The economics of deep retrofit
It’s at this scale the economics become clear.
If we push all of our homes’ heating demand as low as we could — let’s say EnerPHit or even full PassivHaus levels of fabric performance and airtightness — we don’t materially change the other two-thirds of a low energy home’s usage: hot water demand and plug-in appliance energy.
We’re also not reducing the home heating energy demand to zero. Realistically, we might get the heating component down by around 70TWh of electricity, meaning our homes and cars would need around 100TWh of new generation to decarbonise.
Why generation may be cheaper than extreme efficiency
70TWh is around 25% more than the output of the UK’s current offshore wind farms (I did tell you they were big numbers!). Hence, by pushing our homes’ insulation to the limit, we’d avoid further offshore wind: that’s about £45–50 billion of avoided infrastructure costs for new zero-carbon generation.
It’s important to remember, this doesn’t mean we can avoid massive electricity grid upgrades. Agriculture, non-domestic buildings, industry, healthcare and much more all need to decarbonise, and most of this will be by electrification. Our total electricity generation output will need to rise significantly to approaching 700TWh annually — that’s an increase of a little over 400TWh from our current output, and spend of £200–250 billion to get there.
At this point, knocking £45–50 billion off that bill sounds like a good deal, right?
Upgrading homes to PassivHaus standard would come with a likely price tag in the region of around £1.5 trillion — or 30 times more expensive than the infrastructure enhancements. We could haggle with scale and innovation we might get it down to just 20 times more, but…
If that alone hasn’t convinced you, there’s a further kicker for UK government.
The reality of delivering decarbonisation at scale
Since 2000, the UK’s electricity network has added 145TWh of renewables output to our National Grid. In doing so, the electricity’s carbon intensity has plummeted. This has happened with relatively little fuss, public fury or bad newspaper headlines.
Meanwhile, the housing sector has meaningfully decarbonised 1–2% of homes. Achieving even this figure has led to outcry, press headlines and damning National Audit Office reports, not to mention being materially driven by public subsidy which tends to stop when grant falls away. There are concerns on supply chain, resident resistance and much beside.
The case for deeper retrofit
There is a counter-argument, of course.
If you consider the impacts of long term energy savings on residents, and we assume that high performance retrofit are also very healthy, beneficial environments, the scales tip.

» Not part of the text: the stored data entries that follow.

//! Exporter self-observation: how many ticks ran, how they ended, how many
//! gauges went out, how long ticks took.
//!
//! These numbers never go to the sink. They are rendered as one logfmt-style
//! line at shutdown. Counters carry dynamic labels backed by `DashMap`;
//! labels are flattened into sorted key vectors for deterministic output.

use dashmap::DashMap;
use std::fmt::Write;
use std::sync::atomic::{AtomicU64, Ordering};
use std::time::Duration;

/// Tick outcome label values.
pub const OUTCOME_OK: &str = "ok";
pub const OUTCOME_FETCH_ERROR: &str = "fetch_error";
pub const OUTCOME_SEND_ERROR: &str = "send_error";

fn label_key(labels: &[(&str, &str)]) -> Vec<(String, String)> {
    let mut key: Vec<(String, String)> = labels
        .iter()
        .map(|(k, v)| (k.to_string(), v.to_string()))
        .collect();
    key.sort();
    key
}

#[derive(Default)]
pub struct CounterVec {
    map: DashMap<Vec<(String, String)>, AtomicU64>,
}

impl CounterVec {
    /// Increment by 1.
    pub fn inc(&self, labels: &[(&str, &str)]) {
        self.add(labels, 1);
    }

    /// Increment by an arbitrary value.
    pub fn add(&self, labels: &[(&str, &str)], v: u64) {
        let counter = self
            .map
            .entry(label_key(labels))
            .or_insert_with(|| AtomicU64::new(0));
        counter.fetch_add(v, Ordering::Relaxed);
    }

    /// Current value for a label set (0 if never touched).
    pub fn get(&self, labels: &[(&str, &str)]) -> u64 {
        self.map
            .get(&label_key(labels))
            .map(|c| c.load(Ordering::Relaxed))
            .unwrap_or(0)
    }

    fn render(&self, name: &str, out: &mut String) {
        let mut rows: Vec<(String, u64)> = self
            .map
            .iter()
            .map(|r| {
                let labels = r
                    .key()
                    .iter()
                    .map(|(k, v)| format!("{k}={v}"))
                    .collect::<Vec<_>>()
                    .join(",");
                (labels, r.value().load(Ordering::Relaxed))
            })
            .collect();
        rows.sort();

        for (labels, v) in rows {
            if !out.is_empty() {
                out.push(' ');
            }
            if labels.is_empty() {
                let _ = write!(out, "{name}={v}");
            } else {
                let _ = write!(out, "{name}{{{labels}}}={v}");
            }
        }
    }
}

/// Count/sum/max of observed durations, microsecond resolution.
#[derive(Default)]
pub struct DurationStats {
    count: AtomicU64,
    sum_micros: AtomicU64,
    max_micros: AtomicU64,
}

impl DurationStats {
    pub fn observe(&self, d: Duration) {
        let micros = u64::try_from(d.as_micros()).unwrap_or(u64::MAX);
        self.count.fetch_add(1, Ordering::Relaxed);
        self.sum_micros.fetch_add(micros, Ordering::Relaxed);
        self.max_micros.fetch_max(micros, Ordering::Relaxed);
    }

    pub fn count(&self) -> u64 {
        self.count.load(Ordering::Relaxed)
    }

    pub fn max(&self) -> Duration {
        Duration::from_micros(self.max_micros.load(Ordering::Relaxed))
    }

    pub fn mean(&self) -> Duration {
        let n = self.count();
        if n == 0 {
            return Duration::ZERO;
        }
        Duration::from_micros(self.sum_micros.load(Ordering::Relaxed) / n)
    }
}

/// Totals for one scheduler run, returned when the loop stops.
#[derive(Debug, Clone, Copy, Default, PartialEq, Eq)]
pub struct RunSummary {
    pub ticks_ok: u64,
    pub fetch_errors: u64,
    pub send_errors: u64,
    pub gauges_sent: u64,
}

impl RunSummary {
    pub fn ticks(&self) -> u64 {
        self.ticks_ok + self.fetch_errors + self.send_errors
    }
}

#[derive(Default)]
pub struct ExporterMetrics {
    pub ticks: CounterVec,
    pub gauges_sent: CounterVec,
    pub tick_duration: DurationStats,
}

impl ExporterMetrics {
    pub fn record_tick(&self, outcome: &str, elapsed: Duration) {
        self.ticks.inc(&[("outcome", outcome)]);
        self.tick_duration.observe(elapsed);
    }

    pub fn summary(&self) -> RunSummary {
        RunSummary {
            ticks_ok: self.ticks.get(&[("outcome", OUTCOME_OK)]),
            fetch_errors: self.ticks.get(&[("outcome", OUTCOME_FETCH_ERROR)]),
            send_errors: self.ticks.get(&[("outcome", OUTCOME_SEND_ERROR)]),
            gauges_sent: self.gauges_sent.get(&[]),
        }
    }

    /// One-line rendering for the shutdown log.
    pub fn render(&self) -> String {
        let mut out = String::new();
        self.ticks.render("ticks", &mut out);
        self.gauges_sent.render("gauges_sent", &mut out);
        if !out.is_empty() {
            out.push(' ');
        }
        let _ = write!(
            out,
            "tick_mean_us={} tick_max_us={}",
            self.tick_duration.mean().as_micros(),
            self.tick_duration.max().as_micros()
        );
        out
    }
}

Lower bills would save around £23 billion/year to households, whilst genuinely healthy homes could save £1–2 billion/year on health care. Over a 50 year period, that’s £1.25 trillion. Throw in the savings on grid infrastructure upgrades and we’re getting close again…
Government has made its choice — what comes next?
Whatever we may personally have picked, UK government has made its choice: the Warm Homes Plan and forthcoming EPC (Energy Performance Certificate) reform lean heavily on the ‘do just enough to electrify’ approach. The longer term thinking of the counter argument hasn’t won, possibly because the evidence of healthy homes doesn’t tightly enough correlate to decarbonised homes. That’s perhaps the next battleground.
The future is less about extreme reduction, and more about how we can balance demands with supply in a network driven by renewables.
Whether or not we agree with the choice, the conversation now needs to shift. Government has picked the ‘just enough to electrify’ route. What matters now is far less that we squeeze the last drop of reduced demand out of the housing system, than that we can be flexible about when the demands we do make arrive at the electricity grid.
Hopefully we can make our homes healthier as we do that, too.